「何しろ食べたら責任をもたなきゃならない。(直腸がなくなって)便が溜まるところがないから、ストレートに出てしまうのです。便の話なんてもう本当に汚い話で言ってはいけないような気持ちでいたのですが、お通じがとにかく全然しまりがなく、だめだったのです。もう『こんなんでどうなっちゃうのか』と思って、とにかく毎日一日中お手洗いにいたのです。立てば出てしまう、ちょっと歩けば出てしまう。お腹も空くから食べると、食べたと同時に出てしまう。
『どうしてこんなに・・・』と思って先生にいろいろ話すと、『直腸がないというのはそういうことだけど、とりあえず月日が解決しますから』と言うだけで、『何かいい方法はありますか?』と聞いても、『そんなことより、あなたはがんの細胞をまだ調べているのだから、そのほうが大事で、直腸がないくらいのことはそんなに重きを置くようなことでもない』というような、先生の感じだったのです。『オムツをはめていればいいし、使い捨てのオムツでも何でもあるのだから』と言われました。

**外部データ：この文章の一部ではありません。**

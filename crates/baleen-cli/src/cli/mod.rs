use clap::Parser;

pub mod global;
pub mod root_commands;
pub mod subcommands;

pub use global::{ColorMode, GlobalFlags, OutputFormat};
pub use root_commands::Commands;

/// Top-level CLI parser for the `baleen-admin` binary.
#[derive(Debug, Parser)]
#[command(
    name = "baleen-admin",
    version,
    about = "Baleen admin - vocabulary statistics and dashboard menu"
)]
pub struct Cli {
    #[command(subcommand)]
    pub command: Commands,

    /// Output format: json, table, raw
    #[arg(short, long, global = true, default_value = "json")]
    pub format: OutputFormat,

    /// Max rows to return
    #[arg(short, long, global = true)]
    pub limit: Option<u32>,

    /// Quiet mode (suppress non-essential output)
    #[arg(short, long, global = true)]
    pub quiet: bool,

    /// Verbose mode (debug logging)
    #[arg(short, long, global = true)]
    pub verbose: bool,

    /// Baleen backend base URL (overrides api.endpoint)
    #[arg(short, long, global = true)]
    pub endpoint: Option<String>,

    /// Table color: auto, always, never
    #[arg(long, global = true, default_value = "auto")]
    pub color: ColorMode,
}

impl Cli {
    #[must_use]
    pub fn global_flags(&self) -> GlobalFlags {
        GlobalFlags {
            format: self.format,
            limit: self.limit,
            quiet: self.quiet,
            verbose: self.verbose,
            endpoint: self.endpoint.clone(),
            color: self.color,
        }
    }
}

#[cfg(test)]
mod tests {
    use clap::{CommandFactory, Parser};

    use super::{Cli, ColorMode, Commands, GlobalFlags, OutputFormat};
    use crate::cli::subcommands::{MenuCommands, VocabularyCommands};

    #[test]
    fn clap_command_tree_is_valid() {
        Cli::command().debug_assert();
    }

    #[test]
    fn global_flags_parse_before_subcommand() {
        let cli = Cli::try_parse_from([
            "baleen-admin",
            "--format",
            "table",
            "--limit",
            "10",
            "--verbose",
            "vocabulary",
            "list",
        ])
        .expect("cli should parse");

        assert_eq!(cli.format, OutputFormat::Table);
        assert_eq!(cli.limit, Some(10));
        assert!(cli.verbose);
        assert!(matches!(
            cli.command,
            Commands::Vocabulary {
                action: VocabularyCommands::List
            }
        ));
    }

    #[test]
    fn global_flags_parse_after_subcommand() {
        let cli = Cli::try_parse_from(["baleen-admin", "menu", "list", "--format", "raw", "--quiet"])
            .expect("cli should parse");

        assert_eq!(cli.format, OutputFormat::Raw);
        assert!(cli.quiet);
        assert!(matches!(
            cli.command,
            Commands::Menu {
                action: MenuCommands::List
            }
        ));
    }

    #[test]
    fn output_format_rejects_invalid_value() {
        let parsed = Cli::try_parse_from(["baleen-admin", "--format", "xml", "menu", "list"]);
        assert!(parsed.is_err());
    }

    #[test]
    fn color_defaults_to_auto() {
        let cli = Cli::try_parse_from(["baleen-admin", "menu", "list"]).expect("cli should parse");
        assert_eq!(cli.color, ColorMode::Auto);

        let cli = Cli::try_parse_from(["baleen-admin", "--color", "never", "menu", "list"])
            .expect("cli should parse");
        assert_eq!(cli.color, ColorMode::Never);
    }

    #[test]
    fn show_takes_topic_and_local_limit() {
        let cli = Cli::try_parse_from(["baleen-admin", "vocabulary", "show", "english", "--top", "5"])
            .expect("cli should parse");

        match cli.command {
            Commands::Vocabulary {
                action: VocabularyCommands::Show { topic, top },
            } => {
                assert_eq!(topic, "english");
                assert_eq!(top, Some(5));
            }
            other => panic!("unexpected command: {other:?}"),
        }
    }

    #[test]
    fn menu_subcommands_take_positional_arguments() {
        let cli = Cli::try_parse_from(["baleen-admin", "menu", "parents", "apps-vocab"])
            .expect("cli should parse");
        assert!(matches!(
            cli.command,
            Commands::Menu { action: MenuCommands::Parents { ref key } } if key == "apps-vocab"
        ));

        let cli = Cli::try_parse_from(["baleen-admin", "menu", "resolve", "/topics/"])
            .expect("cli should parse");
        assert!(matches!(
            cli.command,
            Commands::Menu { action: MenuCommands::Resolve { ref path } } if path == "/topics/"
        ));
    }

    #[test]
    fn global_flags_extraction_copies_values() {
        let cli = Cli::try_parse_from([
            "baleen-admin",
            "--endpoint",
            "https://baleen.example.com",
            "menu",
            "list",
        ])
        .expect("cli should parse");
        let flags: GlobalFlags = cli.global_flags();
        assert_eq!(flags.endpoint.as_deref(), Some("https://baleen.example.com"));
        assert_eq!(flags.format, OutputFormat::Json);
    }
}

でも先生がおっしゃるように、1年ぐらいするとなにかだんだんと調節できたり我慢できたりするようになり、一日中トイレにいなくても我慢できる間隔が長くなってきました。自分もある程度元気になってくると、表にも行きたいし外に食べにも行きたいしで、お手洗いがどこにあり、どこのお手洗いはきれいだというのもわかるようになり、外出も自分からできるようになったのです。その1年間、直腸がたいへんだったことは先生にもずっと言っていたのですが、それに対していい治療法は教えていただかなかったので、『これを食べたい。これを食べたらあとは責任をもって、お手洗い行くのはこういうふうにしよう』と、自分でいろいろ経験してわかりました。」
「歩行マシン機を買ったのですね。先生に『腸は歩かないと働きがよくならないから、とにかく歩きなさい。薬はないけどあなたは歩きなさい』と言われて。『歩きなさいと言っても、お手洗いが満足でないのに歩けるわけがありません』と言うと、『そんなことない、歩いている間に気が紛れて、いいですよ』と言うから、マシン機を買ってうちでバッタバッタ、やっていました。先生にそう言うと、『家で、マシン機で歩けとは言っていない』と。『外の空気を吸いながら、外で歩くのが腸のためにも脳のためにも、あなたの体のためにいいんですよ。マシン機で歩いたって何にもならないよ』と言われたのです。そのくらい歩くのも大事だということでした。簡単なことですよね。自分の病気を治すために歩くこと、散歩することは、お金がかからないでできることじゃないですか。」
「自分の腸に話しかけたりしました。『もうちょっと私の言うことを聞いて・・・』とか、お手洗いのなかで本当に腸にいつでも話していたのです。泣けてしまうぐらい手術をしてお通じがうまくいかないので『なんでこんなにあなた言うこと聞いてくれないの?もう、私こんなの我慢できない。もっと私の言うこと聞いて頂戴ね、聞いて頂戴・・・』と本当にお手洗いで腸に声をかけていたのです。そのくらい、腸がないと、お手洗いがつらいということ。それとお手洗いがつらいということは、ごはんをおいしく食べたいのに、食べたらその責任をもたなくてはならないということです。
あのときのことを今思うと、『こんなに元気になるのなら、もうちょっと長い目で、そんなに悩まないでいればよかった・・・』と思うのですけど、でも手術をして1年間のお通じのつらさは本当にたいへんでした。」
「上の子はもう子供もいるので、あまり私の病気に対して手伝いはできないのですが、真ん中の子は自分を犠牲にして私のために全部やってくれました。私のお手洗いがつらいときも、嫌な顔ひとつしないで。食事をしていても私はすぐにお手洗いに行くので、身につけるものもつけていない状態で、パンツを履いていると降ろすまで我慢ができないので、いつも腰巻きのようなものを巻いていました。食べるほうも、がんになったとき腸にいいという料理の本を何冊か買ってきて、いろいろしてくれました。そのくらい真ん中の子は私のことを心配して全てやってくれました。紙オムツや紙パンツも皆買ってきて、それを捨てるときも全部処理してくれたり、本当に嫌な顔しないでさりげなくやってくれました。私も便がそれほどまでになるというのが本当にみっともないし、自分が惨めだしというときに、さりげなくいろいろしてくれたその娘には、本当に頭が上がらなかったです。すごく嬉しかったです。」